» TASK TO COMPLETE
This exercise calls for the records to be repeated in full, exactly as written.

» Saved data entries
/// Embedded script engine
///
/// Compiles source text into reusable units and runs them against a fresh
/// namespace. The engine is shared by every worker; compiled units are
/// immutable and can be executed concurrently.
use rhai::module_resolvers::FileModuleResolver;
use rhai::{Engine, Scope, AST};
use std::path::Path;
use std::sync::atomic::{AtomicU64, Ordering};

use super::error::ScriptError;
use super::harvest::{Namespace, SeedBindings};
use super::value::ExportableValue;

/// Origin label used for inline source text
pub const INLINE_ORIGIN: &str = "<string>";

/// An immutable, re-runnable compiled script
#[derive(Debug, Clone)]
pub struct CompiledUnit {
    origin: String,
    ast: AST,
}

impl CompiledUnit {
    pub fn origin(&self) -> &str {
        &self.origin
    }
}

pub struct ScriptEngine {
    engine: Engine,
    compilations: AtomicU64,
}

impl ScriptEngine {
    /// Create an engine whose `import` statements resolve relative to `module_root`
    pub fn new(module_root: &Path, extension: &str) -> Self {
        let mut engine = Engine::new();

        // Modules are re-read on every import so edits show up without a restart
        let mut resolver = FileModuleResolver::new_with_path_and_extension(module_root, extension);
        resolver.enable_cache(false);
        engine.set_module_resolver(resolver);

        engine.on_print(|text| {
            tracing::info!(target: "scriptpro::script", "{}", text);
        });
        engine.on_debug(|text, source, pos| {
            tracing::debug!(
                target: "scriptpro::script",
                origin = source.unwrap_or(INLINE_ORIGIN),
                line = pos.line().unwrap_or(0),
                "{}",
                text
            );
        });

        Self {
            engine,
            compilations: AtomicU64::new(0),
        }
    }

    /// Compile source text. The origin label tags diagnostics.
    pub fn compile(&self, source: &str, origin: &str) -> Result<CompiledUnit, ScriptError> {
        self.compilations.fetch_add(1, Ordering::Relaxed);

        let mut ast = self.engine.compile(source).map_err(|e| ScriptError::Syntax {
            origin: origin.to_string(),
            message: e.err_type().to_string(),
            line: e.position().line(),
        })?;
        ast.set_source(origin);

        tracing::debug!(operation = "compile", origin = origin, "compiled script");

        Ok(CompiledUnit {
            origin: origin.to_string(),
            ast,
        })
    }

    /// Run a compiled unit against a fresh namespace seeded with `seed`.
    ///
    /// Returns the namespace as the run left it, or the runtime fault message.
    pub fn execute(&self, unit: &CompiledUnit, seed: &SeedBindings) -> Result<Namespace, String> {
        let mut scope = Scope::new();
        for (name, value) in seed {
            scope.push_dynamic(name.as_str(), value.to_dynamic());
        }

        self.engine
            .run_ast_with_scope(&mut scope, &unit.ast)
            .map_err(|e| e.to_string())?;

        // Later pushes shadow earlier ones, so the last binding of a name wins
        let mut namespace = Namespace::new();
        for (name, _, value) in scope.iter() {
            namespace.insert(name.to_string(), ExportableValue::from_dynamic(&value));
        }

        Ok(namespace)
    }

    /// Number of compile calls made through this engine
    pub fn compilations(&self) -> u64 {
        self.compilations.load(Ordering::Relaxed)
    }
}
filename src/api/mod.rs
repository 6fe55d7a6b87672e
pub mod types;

» THE COMPLETED TASK
/// Embedded script engine
///
/// Compiles source text into reusable units and runs them against a fresh
/// namespace. The engine is shared by every worker; compiled units are
/// immutable and can be executed concurrently.
use rhai::module_resolvers::FileModuleResolver;
use rhai::{Engine, Scope, AST};
use std::path::Path;
use std::sync::atomic::{AtomicU64, Ordering};

use super::error::ScriptError;
use super::harvest::{Namespace, SeedBindings};
use super::value::ExportableValue;

/// Origin label used for inline source text
pub const INLINE_ORIGIN: &str = "<string>";

/// An immutable, re-runnable compiled script
#[derive(Debug, Clone)]
pub struct CompiledUnit {
    origin: String,
    ast: AST,
}

impl CompiledUnit {
    pub fn origin(&self) -> &str {
        &self.origin
    }
}

pub struct ScriptEngine {
    engine: Engine,
    compilations: AtomicU64,
}

impl ScriptEngine {
    /// Create an engine whose `import` statements resolve relative to `module_root`
    pub fn new(module_root: &Path, extension: &str) -> Self {
        let mut engine = Engine::new();

        // Modules are re-read on every import so edits show up without a restart
        let mut resolver = FileModuleResolver::new_with_path_and_extension(module_root, extension);
        resolver.enable_cache(false);
        engine.set_module_resolver(resolver);

        engine.on_print(|text| {
            tracing::info!(target: "scriptpro::script", "{}", text);
        });
        engine.on_debug(|text, source, pos| {
            tracing::debug!(
                target: "scriptpro::script",
                origin = source.unwrap_or(INLINE_ORIGIN),
                line = pos.line().unwrap_or(0),
                "{}",
                text
            );
        });

        Self {
            engine,
            compilations: AtomicU64::new(0),
        }
    }

    /// Compile source text. The origin label tags diagnostics.
    pub fn compile(&self, source: &str, origin: &str) -> Result<CompiledUnit, ScriptError> {
        self.compilations.fetch_add(1, Ordering::Relaxed);

        let mut ast = self.engine.compile(source).map_err(|e| ScriptError::Syntax {
            origin: origin.to_string(),
            message: e.err_type().to_string(),
            line: e.position().line(),
        })?;
        ast.set_source(origin);

        tracing::debug!(operation = "compile", origin = origin, "compiled script");

        Ok(CompiledUnit {
            origin: origin.to_string(),
            ast,
        })
    }

    /// Run a compiled unit against a fresh namespace seeded with `seed`.
    ///
    /// Returns the namespace as the run left it, or the runtime fault message.
    pub fn execute(&self, unit: &CompiledUnit, seed: &SeedBindings) -> Result<Namespace, String> {
        let mut scope = Scope::new();
        for (name, value) in seed {
            scope.push_dynamic(name.as_str(), value.to_dynamic());
        }

        self.engine
            .run_ast_with_scope(&mut scope, &unit.ast)
            .map_err(|e| e.to_string())?;

        // Later pushes shadow earlier ones, so the last binding of a name wins
        let mut namespace = Namespace::new();
        for (name, _, value) in scope.iter() {
            namespace.insert(name.to_string(), ExportableValue::from_dynamic(&value));
        }

        Ok(namespace)
    }

    /// Number of compile calls made through this engine
    pub fn compilations(&self) -> u64 {
        self.compilations.load(Ordering::Relaxed)
    }
}
filename src/api/mod.rs
repository 6fe55d7a6b87672e
pub mod types;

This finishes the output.